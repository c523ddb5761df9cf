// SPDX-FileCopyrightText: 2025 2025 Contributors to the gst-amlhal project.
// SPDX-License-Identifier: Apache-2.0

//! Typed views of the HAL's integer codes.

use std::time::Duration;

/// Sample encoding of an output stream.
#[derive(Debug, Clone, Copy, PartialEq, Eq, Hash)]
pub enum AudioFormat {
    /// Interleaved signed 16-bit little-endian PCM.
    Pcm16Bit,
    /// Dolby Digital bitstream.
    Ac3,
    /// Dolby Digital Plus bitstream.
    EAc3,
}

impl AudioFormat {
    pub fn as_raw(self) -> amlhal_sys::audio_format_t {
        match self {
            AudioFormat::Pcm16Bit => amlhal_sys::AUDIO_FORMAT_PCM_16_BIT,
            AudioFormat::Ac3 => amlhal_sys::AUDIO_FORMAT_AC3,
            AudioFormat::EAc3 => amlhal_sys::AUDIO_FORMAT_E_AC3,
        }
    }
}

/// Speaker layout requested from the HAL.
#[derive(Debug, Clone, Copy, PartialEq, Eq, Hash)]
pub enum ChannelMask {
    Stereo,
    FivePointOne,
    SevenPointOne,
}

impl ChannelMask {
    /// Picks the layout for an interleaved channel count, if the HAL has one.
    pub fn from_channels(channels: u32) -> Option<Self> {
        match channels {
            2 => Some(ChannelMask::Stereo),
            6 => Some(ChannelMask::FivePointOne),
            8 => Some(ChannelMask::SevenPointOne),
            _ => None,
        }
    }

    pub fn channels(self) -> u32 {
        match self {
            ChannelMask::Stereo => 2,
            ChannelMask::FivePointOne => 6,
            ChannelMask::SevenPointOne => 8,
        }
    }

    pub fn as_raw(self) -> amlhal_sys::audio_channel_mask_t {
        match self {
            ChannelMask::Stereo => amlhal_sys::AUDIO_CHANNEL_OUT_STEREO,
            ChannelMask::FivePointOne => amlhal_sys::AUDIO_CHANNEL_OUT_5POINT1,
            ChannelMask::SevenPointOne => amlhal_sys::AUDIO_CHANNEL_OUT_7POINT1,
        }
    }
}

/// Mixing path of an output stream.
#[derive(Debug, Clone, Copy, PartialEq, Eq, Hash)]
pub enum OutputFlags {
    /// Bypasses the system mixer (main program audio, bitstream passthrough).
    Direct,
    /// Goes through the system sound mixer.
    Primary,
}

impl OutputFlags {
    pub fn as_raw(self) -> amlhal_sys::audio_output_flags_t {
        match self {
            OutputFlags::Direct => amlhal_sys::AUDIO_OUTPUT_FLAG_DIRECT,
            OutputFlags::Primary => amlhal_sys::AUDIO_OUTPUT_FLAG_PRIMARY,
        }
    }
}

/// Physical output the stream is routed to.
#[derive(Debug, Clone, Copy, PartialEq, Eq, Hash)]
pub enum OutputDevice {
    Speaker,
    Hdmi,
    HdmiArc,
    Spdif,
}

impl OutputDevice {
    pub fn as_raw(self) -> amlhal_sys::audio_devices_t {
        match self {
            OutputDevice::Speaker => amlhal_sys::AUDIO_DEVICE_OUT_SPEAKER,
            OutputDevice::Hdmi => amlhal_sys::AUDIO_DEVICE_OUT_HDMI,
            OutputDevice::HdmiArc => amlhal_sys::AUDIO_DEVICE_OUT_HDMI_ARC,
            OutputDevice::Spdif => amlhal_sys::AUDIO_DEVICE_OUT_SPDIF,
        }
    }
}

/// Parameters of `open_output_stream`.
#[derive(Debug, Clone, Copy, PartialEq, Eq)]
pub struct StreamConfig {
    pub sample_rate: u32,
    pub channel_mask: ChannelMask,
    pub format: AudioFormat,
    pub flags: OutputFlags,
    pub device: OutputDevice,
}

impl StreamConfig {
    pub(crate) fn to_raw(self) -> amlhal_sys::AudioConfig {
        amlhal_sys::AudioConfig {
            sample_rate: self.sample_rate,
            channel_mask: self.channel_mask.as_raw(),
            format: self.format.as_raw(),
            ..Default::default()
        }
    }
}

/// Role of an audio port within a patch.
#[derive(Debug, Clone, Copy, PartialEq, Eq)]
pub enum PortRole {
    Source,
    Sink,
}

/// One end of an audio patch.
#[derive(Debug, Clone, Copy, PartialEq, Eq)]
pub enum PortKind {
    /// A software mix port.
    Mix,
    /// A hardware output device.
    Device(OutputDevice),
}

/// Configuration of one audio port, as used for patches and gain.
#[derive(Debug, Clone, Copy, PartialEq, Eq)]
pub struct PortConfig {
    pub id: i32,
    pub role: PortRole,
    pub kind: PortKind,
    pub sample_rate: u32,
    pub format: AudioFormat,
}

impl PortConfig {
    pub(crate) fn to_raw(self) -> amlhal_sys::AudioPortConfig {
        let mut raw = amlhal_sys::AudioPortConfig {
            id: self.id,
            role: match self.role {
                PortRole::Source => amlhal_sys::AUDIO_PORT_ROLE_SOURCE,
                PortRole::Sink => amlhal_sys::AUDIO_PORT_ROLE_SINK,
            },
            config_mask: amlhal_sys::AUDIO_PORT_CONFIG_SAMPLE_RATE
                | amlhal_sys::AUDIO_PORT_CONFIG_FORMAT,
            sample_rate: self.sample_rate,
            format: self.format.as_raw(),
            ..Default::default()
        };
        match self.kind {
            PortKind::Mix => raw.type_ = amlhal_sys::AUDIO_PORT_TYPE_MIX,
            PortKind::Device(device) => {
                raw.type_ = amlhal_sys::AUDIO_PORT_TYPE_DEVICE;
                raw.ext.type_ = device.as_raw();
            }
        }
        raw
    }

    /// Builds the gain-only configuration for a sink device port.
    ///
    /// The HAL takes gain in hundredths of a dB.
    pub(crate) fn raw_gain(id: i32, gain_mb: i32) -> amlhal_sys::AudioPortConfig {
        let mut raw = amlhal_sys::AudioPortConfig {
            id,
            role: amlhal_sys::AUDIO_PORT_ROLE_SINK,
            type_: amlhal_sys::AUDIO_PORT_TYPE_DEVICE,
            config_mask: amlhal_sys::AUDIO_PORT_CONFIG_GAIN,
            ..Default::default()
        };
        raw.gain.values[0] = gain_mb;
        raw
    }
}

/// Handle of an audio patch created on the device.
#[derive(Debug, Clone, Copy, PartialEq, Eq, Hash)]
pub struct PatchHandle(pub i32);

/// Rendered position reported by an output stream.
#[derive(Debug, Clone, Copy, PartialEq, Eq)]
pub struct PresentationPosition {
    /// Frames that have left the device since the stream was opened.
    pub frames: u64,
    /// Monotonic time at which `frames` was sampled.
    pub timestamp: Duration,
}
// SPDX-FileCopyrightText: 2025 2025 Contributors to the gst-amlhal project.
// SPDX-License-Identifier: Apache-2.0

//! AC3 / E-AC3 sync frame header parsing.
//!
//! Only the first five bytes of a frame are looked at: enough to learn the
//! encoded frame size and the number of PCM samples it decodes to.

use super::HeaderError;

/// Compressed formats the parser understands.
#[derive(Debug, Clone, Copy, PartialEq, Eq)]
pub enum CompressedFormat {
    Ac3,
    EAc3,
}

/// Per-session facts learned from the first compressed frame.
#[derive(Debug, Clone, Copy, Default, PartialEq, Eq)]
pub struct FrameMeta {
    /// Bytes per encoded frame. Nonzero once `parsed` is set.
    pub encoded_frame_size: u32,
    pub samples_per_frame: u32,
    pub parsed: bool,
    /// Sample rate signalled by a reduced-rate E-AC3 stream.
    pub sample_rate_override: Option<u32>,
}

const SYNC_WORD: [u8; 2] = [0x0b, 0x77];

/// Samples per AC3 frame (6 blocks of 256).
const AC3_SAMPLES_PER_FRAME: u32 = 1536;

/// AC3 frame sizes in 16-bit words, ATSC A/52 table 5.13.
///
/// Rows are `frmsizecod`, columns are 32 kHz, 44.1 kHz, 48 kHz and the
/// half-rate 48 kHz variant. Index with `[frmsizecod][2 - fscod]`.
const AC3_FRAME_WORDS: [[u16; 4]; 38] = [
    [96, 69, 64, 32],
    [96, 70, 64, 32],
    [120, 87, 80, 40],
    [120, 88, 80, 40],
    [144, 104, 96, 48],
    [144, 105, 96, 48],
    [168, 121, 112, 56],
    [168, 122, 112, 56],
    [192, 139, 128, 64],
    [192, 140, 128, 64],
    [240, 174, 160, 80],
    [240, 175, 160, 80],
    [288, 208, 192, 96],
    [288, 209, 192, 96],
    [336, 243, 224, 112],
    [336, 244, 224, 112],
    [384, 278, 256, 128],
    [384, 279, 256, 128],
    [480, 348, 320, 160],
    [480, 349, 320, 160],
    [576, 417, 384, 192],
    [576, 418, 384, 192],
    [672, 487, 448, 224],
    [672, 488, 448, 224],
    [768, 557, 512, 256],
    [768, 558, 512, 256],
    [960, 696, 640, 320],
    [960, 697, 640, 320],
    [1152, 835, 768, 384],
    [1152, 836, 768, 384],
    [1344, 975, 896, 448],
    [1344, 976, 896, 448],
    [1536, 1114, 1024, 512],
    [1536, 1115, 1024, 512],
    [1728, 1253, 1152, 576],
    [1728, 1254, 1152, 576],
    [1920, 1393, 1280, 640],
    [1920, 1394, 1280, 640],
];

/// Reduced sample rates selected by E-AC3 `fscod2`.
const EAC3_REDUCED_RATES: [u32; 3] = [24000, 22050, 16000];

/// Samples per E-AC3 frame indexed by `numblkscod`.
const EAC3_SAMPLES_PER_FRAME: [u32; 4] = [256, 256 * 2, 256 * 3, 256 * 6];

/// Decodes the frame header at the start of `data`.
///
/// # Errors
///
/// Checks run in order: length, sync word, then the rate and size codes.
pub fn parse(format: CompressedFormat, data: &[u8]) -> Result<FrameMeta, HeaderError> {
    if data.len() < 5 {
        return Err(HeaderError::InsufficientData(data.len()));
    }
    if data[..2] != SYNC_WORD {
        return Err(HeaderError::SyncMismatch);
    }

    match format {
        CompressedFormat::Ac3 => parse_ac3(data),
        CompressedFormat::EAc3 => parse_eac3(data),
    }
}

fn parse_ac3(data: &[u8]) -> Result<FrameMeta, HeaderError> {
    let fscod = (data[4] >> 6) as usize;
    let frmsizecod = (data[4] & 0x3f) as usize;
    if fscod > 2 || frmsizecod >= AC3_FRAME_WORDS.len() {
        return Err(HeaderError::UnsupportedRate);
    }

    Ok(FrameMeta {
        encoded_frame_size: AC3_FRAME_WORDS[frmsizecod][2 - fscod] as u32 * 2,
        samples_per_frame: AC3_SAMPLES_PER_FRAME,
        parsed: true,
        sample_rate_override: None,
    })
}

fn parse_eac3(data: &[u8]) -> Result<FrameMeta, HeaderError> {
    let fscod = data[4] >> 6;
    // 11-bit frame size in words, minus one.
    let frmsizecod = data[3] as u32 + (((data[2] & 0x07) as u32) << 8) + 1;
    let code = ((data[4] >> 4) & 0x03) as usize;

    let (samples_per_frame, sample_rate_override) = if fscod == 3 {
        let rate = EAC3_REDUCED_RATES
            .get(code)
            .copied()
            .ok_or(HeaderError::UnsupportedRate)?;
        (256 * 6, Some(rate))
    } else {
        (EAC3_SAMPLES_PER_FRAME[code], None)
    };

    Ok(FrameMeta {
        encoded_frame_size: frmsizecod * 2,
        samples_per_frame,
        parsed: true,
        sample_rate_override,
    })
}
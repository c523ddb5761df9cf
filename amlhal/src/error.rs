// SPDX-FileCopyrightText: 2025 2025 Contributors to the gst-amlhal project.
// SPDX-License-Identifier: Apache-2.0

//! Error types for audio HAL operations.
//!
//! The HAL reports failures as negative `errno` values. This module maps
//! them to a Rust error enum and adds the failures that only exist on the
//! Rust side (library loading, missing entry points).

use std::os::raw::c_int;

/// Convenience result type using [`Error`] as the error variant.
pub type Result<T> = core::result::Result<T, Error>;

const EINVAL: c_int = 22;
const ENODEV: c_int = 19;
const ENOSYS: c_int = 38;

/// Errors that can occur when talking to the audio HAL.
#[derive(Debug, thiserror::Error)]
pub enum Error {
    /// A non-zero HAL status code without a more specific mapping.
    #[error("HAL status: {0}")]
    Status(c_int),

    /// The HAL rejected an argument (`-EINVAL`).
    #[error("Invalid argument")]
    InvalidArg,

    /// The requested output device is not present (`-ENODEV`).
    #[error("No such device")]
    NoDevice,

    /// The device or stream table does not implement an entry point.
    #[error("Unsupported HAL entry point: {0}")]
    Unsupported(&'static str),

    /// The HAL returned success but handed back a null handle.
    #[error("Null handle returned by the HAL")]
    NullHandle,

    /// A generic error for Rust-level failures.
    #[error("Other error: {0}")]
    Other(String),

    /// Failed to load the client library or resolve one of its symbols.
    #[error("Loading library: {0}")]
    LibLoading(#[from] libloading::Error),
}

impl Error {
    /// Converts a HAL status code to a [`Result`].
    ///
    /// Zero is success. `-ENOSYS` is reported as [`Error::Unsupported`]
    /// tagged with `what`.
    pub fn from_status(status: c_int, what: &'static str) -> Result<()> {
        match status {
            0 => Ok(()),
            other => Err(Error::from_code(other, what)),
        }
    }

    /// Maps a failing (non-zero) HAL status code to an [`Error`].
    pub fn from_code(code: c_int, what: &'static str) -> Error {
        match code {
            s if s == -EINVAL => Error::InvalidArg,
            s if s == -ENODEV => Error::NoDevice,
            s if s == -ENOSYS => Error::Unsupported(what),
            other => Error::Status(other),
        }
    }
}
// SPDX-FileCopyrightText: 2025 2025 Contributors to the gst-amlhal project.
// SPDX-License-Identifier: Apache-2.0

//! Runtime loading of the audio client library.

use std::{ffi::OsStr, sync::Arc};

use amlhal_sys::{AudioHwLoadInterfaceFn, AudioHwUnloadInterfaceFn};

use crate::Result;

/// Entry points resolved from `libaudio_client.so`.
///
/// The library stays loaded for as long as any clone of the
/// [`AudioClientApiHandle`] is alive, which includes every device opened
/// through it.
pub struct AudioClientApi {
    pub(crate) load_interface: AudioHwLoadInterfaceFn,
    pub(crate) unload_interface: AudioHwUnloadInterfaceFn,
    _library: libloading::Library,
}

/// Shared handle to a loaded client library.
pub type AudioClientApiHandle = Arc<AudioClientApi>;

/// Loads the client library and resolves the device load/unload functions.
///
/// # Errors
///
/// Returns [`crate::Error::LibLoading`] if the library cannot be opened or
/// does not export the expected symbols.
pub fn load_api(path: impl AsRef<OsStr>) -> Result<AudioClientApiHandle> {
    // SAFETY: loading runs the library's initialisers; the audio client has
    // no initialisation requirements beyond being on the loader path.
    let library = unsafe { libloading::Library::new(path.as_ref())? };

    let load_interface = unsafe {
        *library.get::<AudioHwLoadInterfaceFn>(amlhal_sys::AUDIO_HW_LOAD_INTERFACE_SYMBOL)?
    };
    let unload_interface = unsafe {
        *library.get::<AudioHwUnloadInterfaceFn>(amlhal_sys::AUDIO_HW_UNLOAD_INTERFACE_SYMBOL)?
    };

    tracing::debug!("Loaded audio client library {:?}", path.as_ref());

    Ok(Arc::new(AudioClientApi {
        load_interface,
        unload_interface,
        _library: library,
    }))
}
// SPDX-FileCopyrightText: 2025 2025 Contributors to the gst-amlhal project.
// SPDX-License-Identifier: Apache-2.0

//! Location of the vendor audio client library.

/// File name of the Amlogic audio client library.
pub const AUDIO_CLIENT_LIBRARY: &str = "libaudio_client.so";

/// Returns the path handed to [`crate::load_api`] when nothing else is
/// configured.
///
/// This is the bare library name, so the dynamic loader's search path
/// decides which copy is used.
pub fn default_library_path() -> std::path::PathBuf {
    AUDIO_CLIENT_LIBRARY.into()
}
:::::
WHAT TO PRODUCE:
Where a line of the entries contains the word "usize", copy that line.

RESULT BELOW:
    let fscod = (data[4] >> 6) as usize;
    let frmsizecod = (data[4] & 0x3f) as usize;
    let code = ((data[4] >> 4) & 0x03) as usize;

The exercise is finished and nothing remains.